Core Laboratory Versus Center-Reported Echocardiographic Assessment of the Native and Bioprosthetic Aortic Valve

Bart J J Velders  1 Michiel D Vriesendorp  1 Neil J Weissman  2 Joseph F Sabik 3rd  3 Michael J Reardon  4 Francois Dagenais  5 Michael G Moront  6 Vivek Rao  7 Shinichi Fukuhara  8 Ralf Günzinger  9   10 Wouter J van Leeuwen  11 W Morris Brown  12 Rolf H H Groenwold  13 Robert J M Klautz  1 Federico M Asch  2
Affiliations
Comparative Study

Core Laboratory Versus Center-Reported Echocardiographic Assessment of the Native and Bioprosthetic Aortic Valve

Bart J J Velders et al. Echocardiography. 2024 Dec.

Abstract

Background: Insights into quantitative differences between core laboratory and center-reported echocardiographic assessment of the native and bioprosthetic aortic valve are lacking. We aimed to explore clinically relevant differences between these evaluations.
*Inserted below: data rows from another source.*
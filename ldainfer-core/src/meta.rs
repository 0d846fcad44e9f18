//! Per-block local vocabularies and their slice watermarks.

use tracing::debug;

use crate::error::{InferError, Result};
use crate::types::WordId;

/// Distinct words of a block (ascending), their frequencies, and the slice
/// watermarks computed by [`Meta::init`].
#[derive(Clone, Debug, Default, PartialEq, Eq)]
pub struct LocalVocab {
    words: Vec<WordId>,
    global_tf: Vec<i32>,
    local_tf: Vec<i32>,
    last_words: Vec<WordId>,
}

impl LocalVocab {
    pub fn from_parts(words: Vec<WordId>, global_tf: Vec<i32>, local_tf: Vec<i32>) -> Result<Self> {
        if words.len() != global_tf.len() || words.len() != local_tf.len() {
            return Err(InferError::CorruptBlock(format!(
                "vocabulary arrays differ in length: {} words, {} global tf, {} local tf",
                words.len(),
                global_tf.len(),
                local_tf.len()
            )));
        }
        if words.windows(2).any(|w| w[0] >= w[1]) {
            return Err(InferError::CorruptBlock("vocabulary words are not strictly ascending".into()));
        }
        Ok(LocalVocab { words, global_tf, local_tf, last_words: Vec::new() })
    }

    /// Union of several vocabularies, local frequencies summed.
    pub fn merge<'a>(vocabs: impl IntoIterator<Item = &'a LocalVocab>) -> LocalVocab {
        let mut entries: Vec<(WordId, i32, i32)> = vocabs
            .into_iter()
            .flat_map(|v| (0..v.len()).map(move |i| (v.words[i], v.global_tf[i], v.local_tf[i])))
            .collect();
        entries.sort_by_key(|e| e.0);
        let mut merged = LocalVocab::default();
        for (word, global, local) in entries {
            if merged.words.last() == Some(&word) {
                if let Some(tf) = merged.local_tf.last_mut() {
                    *tf += local;
                }
            } else {
                merged.push(word, global, local);
            }
        }
        merged
    }

    pub(crate) fn push(&mut self, word: WordId, global_tf: i32, local_tf: i32) {
        self.words.push(word);
        self.global_tf.push(global_tf);
        self.local_tf.push(local_tf);
    }

    pub(crate) fn bump_last_local_tf(&mut self) {
        if let Some(tf) = self.local_tf.last_mut() {
            *tf += 1;
        }
    }

    pub(crate) fn clear(&mut self) {
        self.words.clear();
        self.global_tf.clear();
        self.local_tf.clear();
        self.last_words.clear();
    }

    /// Cuts the vocabulary into slices whose summed local frequency stays
    /// within `token_budget`. A single word heavier than the budget gets a
    /// slice of its own.
    pub fn partition(&mut self, token_budget: usize) {
        self.last_words.clear();
        let mut volume = 0usize;
        for i in 0..self.words.len() {
            let tf = self.local_tf[i].max(0) as usize;
            if volume > 0 && volume + tf > token_budget {
                self.last_words.push(self.words[i - 1]);
                volume = 0;
            }
            volume += tf;
        }
        if let Some(&last) = self.words.last() {
            self.last_words.push(last);
        }
    }

    pub fn words(&self) -> &[WordId] {
        &self.words
    }

    pub fn global_tf(&self) -> &[i32] {
        &self.global_tf
    }

    pub fn local_tf(&self) -> &[i32] {
        &self.local_tf
    }

    pub fn len(&self) -> usize {
        self.words.len()
    }

    pub fn is_empty(&self) -> bool {
        self.words.is_empty()
    }

    pub fn num_slice(&self) -> usize {
        self.last_words.len()
    }

    /// Highest word id processed in `slice`.
    pub fn last_word(&self, slice: usize) -> WordId {
        self.last_words[slice]
    }
}

/// Slice layout of every block of one inference request.
#[derive(Debug, Default)]
pub struct Meta {
    local_vocabs: Vec<LocalVocab>,
}

impl Meta {
    pub fn init(&mut self, vocabs: Vec<LocalVocab>, token_budget: usize) {
        self.local_vocabs = vocabs;
        for (block, vocab) in self.local_vocabs.iter_mut().enumerate() {
            vocab.partition(token_budget);
            debug!(block, words = vocab.len(), slices = vocab.num_slice(), "vocabulary partitioned");
        }
    }

    pub fn clear(&mut self) {
        self.local_vocabs.clear();
    }

    pub fn num_blocks(&self) -> usize {
        self.local_vocabs.len()
    }

    pub fn local_vocab(&self, block: usize) -> &LocalVocab {
        &self.local_vocabs[block]
    }

    pub fn slice_count(&self, block: usize) -> usize {
        self.local_vocabs[block].num_slice()
    }

    pub fn last_word_of_slice(&self, block: usize, slice: usize) -> WordId {
        self.local_vocabs[block].last_word(slice)
    }

    /// Every word used by any block, ascending and deduplicated.
    pub fn words(&self) -> Vec<WordId> {
        let mut words: Vec<WordId> = self
            .local_vocabs
            .iter()
            .flat_map(|v| v.words().iter().copied())
            .collect();
        words.sort_unstable();
        words.dedup();
        words
    }
}

#[cfg(test)]
mod tests {
    use super::*;

    fn vocab(words: &[WordId], local: &[i32]) -> LocalVocab {
        LocalVocab::from_parts(words.to_vec(), vec![1; words.len()], local.to_vec()).unwrap()
    }

    #[test]
    fn whole_vocabulary_fits_one_slice() {
        let mut v = vocab(&[1, 4, 9], &[2, 3, 1]);
        v.partition(100);
        assert_eq!(v.num_slice(), 1);
        assert_eq!(v.last_word(0), 9);
    }

    #[test]
    fn slices_respect_budget_and_cover_all_words() {
        let mut v = vocab(&[0, 2, 3, 5, 8], &[2, 2, 1, 4, 1]);
        v.partition(4);
        let marks: Vec<WordId> = (0..v.num_slice()).map(|s| v.last_word(s)).collect();
        assert_eq!(marks, vec![2, 3, 5, 8]);
        assert!(marks.windows(2).all(|w| w[0] < w[1]));
        assert!(*marks.last().unwrap() >= *v.words().last().unwrap());
    }

    #[test]
    fn heavy_word_gets_its_own_slice() {
        let mut v = vocab(&[1, 2, 3], &[1, 10, 1]);
        v.partition(3);
        let marks: Vec<WordId> = (0..v.num_slice()).map(|s| v.last_word(s)).collect();
        assert_eq!(marks, vec![1, 2, 3]);
    }

    #[test]
    fn empty_vocabulary_has_no_slices() {
        let mut v = LocalVocab::default();
        v.partition(10);
        assert_eq!(v.num_slice(), 0);
    }

    #[test]
    fn merge_sums_local_frequencies() {
        let a = LocalVocab::from_parts(vec![0, 3], vec![5, 7], vec![2, 1]).unwrap();
        let b = LocalVocab::from_parts(vec![1, 3], vec![4, 7], vec![1, 4]).unwrap();
        let m = LocalVocab::merge([&a, &b]);
        assert_eq!(m.words(), &[0, 1, 3]);
        assert_eq!(m.global_tf(), &[5, 4, 7]);
        assert_eq!(m.local_tf(), &[2, 1, 5]);
    }

    #[test]
    fn from_parts_rejects_unsorted_words() {
        assert!(LocalVocab::from_parts(vec![3, 1], vec![0, 0], vec![1, 1]).is_err());
        assert!(LocalVocab::from_parts(vec![1], vec![0, 0], vec![1]).is_err());
    }

    #[test]
    fn meta_exposes_slices_per_block() {
        let mut meta = Meta::default();
        meta.init(vec![vocab(&[0, 1], &[1, 1]), vocab(&[1, 6], &[3, 3])], 3);
        assert_eq!(meta.num_blocks(), 2);
        assert_eq!(meta.slice_count(0), 1);
        assert_eq!(meta.slice_count(1), 2);
        assert_eq!(meta.last_word_of_slice(1, 0), 1);
        assert_eq!(meta.last_word_of_slice(1, 1), 6);
        assert_eq!(meta.words(), vec![0, 1, 6]);
    }
}
use hashbrown::HashMap;
use tracing::debug;

use crate::encoder::CorpusEncoder;
use crate::meta::Meta;
use crate::types::*;

/// Frozen word-topic counts and global topic totals.
///
/// The summary lives as long as the session. Rows are copied in by
/// [`TopicModel::init`] for the words of the current request only and dropped
/// again by [`TopicModel::clear_table`]. Nothing here is written while workers
/// run, so it is shared between them by plain reference.
#[derive(Debug)]
pub struct TopicModel {
    num_topics: usize,
    num_vocabs: usize,
    summary: Vec<i64>,
    table: HashMap<WordId, Vec<TopicCount>>,
}

impl TopicModel {
    pub fn from_encoder(encoder: &CorpusEncoder) -> Self {
        TopicModel {
            num_topics: encoder.num_topics(),
            num_vocabs: encoder.num_vocabs(),
            summary: encoder.summary().to_vec(),
            table: HashMap::new(),
        }
    }

    pub fn init(&mut self, encoder: &CorpusEncoder, meta: &Meta) {
        self.table.clear();
        for word in meta.words() {
            let mut row = encoder.topics(word).to_vec();
            row.sort_by_key(|tc| tc.topic);
            // fold repeated topics of one row
            row.dedup_by(|next, kept| {
                if next.topic == kept.topic {
                    kept.count += next.count;
                    true
                } else {
                    false
                }
            });
            self.table.insert(word, row);
        }
        debug!(words = self.table.len(), "word-topic table initialised");
    }

    pub fn clear_table(&mut self) {
        self.table.clear();
    }

    pub fn num_topics(&self) -> usize {
        self.num_topics
    }

    pub fn num_vocabs(&self) -> usize {
        self.num_vocabs
    }

    pub fn contains(&self, word: WordId) -> bool {
        self.table.contains_key(&word)
    }

    pub fn words(&self) -> impl Iterator<Item = WordId> + '_ {
        self.table.keys().copied()
    }

    /// Sparse row of `word`, ascending by topic.
    ///
    /// Panics if `word` is not part of the current request.
    pub fn topics_of(&self, word: WordId) -> &[TopicCount] {
        match self.table.get(&word) {
            Some(row) => row,
            None => panic!("word {word} is not in the local word-topic table"),
        }
    }

    #[inline]
    pub fn word_topic_count(&self, word: WordId, topic: TopicId) -> i32 {
        let row = self.topics_of(word);
        match row.binary_search_by_key(&topic, |tc| tc.topic) {
            Ok(i) => row[i].count,
            Err(_) => 0,
        }
    }

    #[inline]
    pub fn global_topic_total(&self, topic: TopicId) -> i64 {
        self.summary[topic as usize]
    }

    pub fn summary(&self) -> &[i64] {
        &self.summary
    }
}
Methods: Data were used from the PERIcardial SurGical AOrtic Valve ReplacemeNt (PERIGON) Pivotal Trial for the Avalus valve. In this trial, patients with an indication for surgical aortic valve replacement (SAVR) due to aortic stenosis or regurgitation (AR) were enrolled. Serial echocardiographic examinations were performed at each center and blindly reanalyzed by an independent echocardiographic core laboratory (ECL). For the bioprosthetic valve analysis, postoperative data throughout the 5-year follow-up were pooled. Differences between the ECL and the centers in continuous parameters were quantified in mean differences and intraclass correlation coefficients (ICCs). Agreement on AR, paravalvular leak (PVL), and prosthesis-patient mismatch (PPM) classification was investigated using Cohen's kappa coefficients.

Results: The analysis on the native aortic valve was performed on 1118 echocardiograms. The relative mean difference was largest for the left ventricular outflow tract (LVOT) area, followed by stroke volume and effective orifice area (index), with center-reported values being 11%-7% higher. High ICCs of around 0.90 were observed for the parameters peak aortic jet velocity, mean pressure gradient, and the velocity-time integral across the aortic valve. Over 5000 echocardiograms were available for the bioprosthetic valve analysis. Therein, comparable results were observed. The kappa coefficient was 0.59 (95% confidence interval [CI] 0.56, 0.63) for agreement on native AR, 0.28 (95% CI 0.18, 0.37) for PVL, and 0.42 (95% CI 0.40, 0.44) for PPM.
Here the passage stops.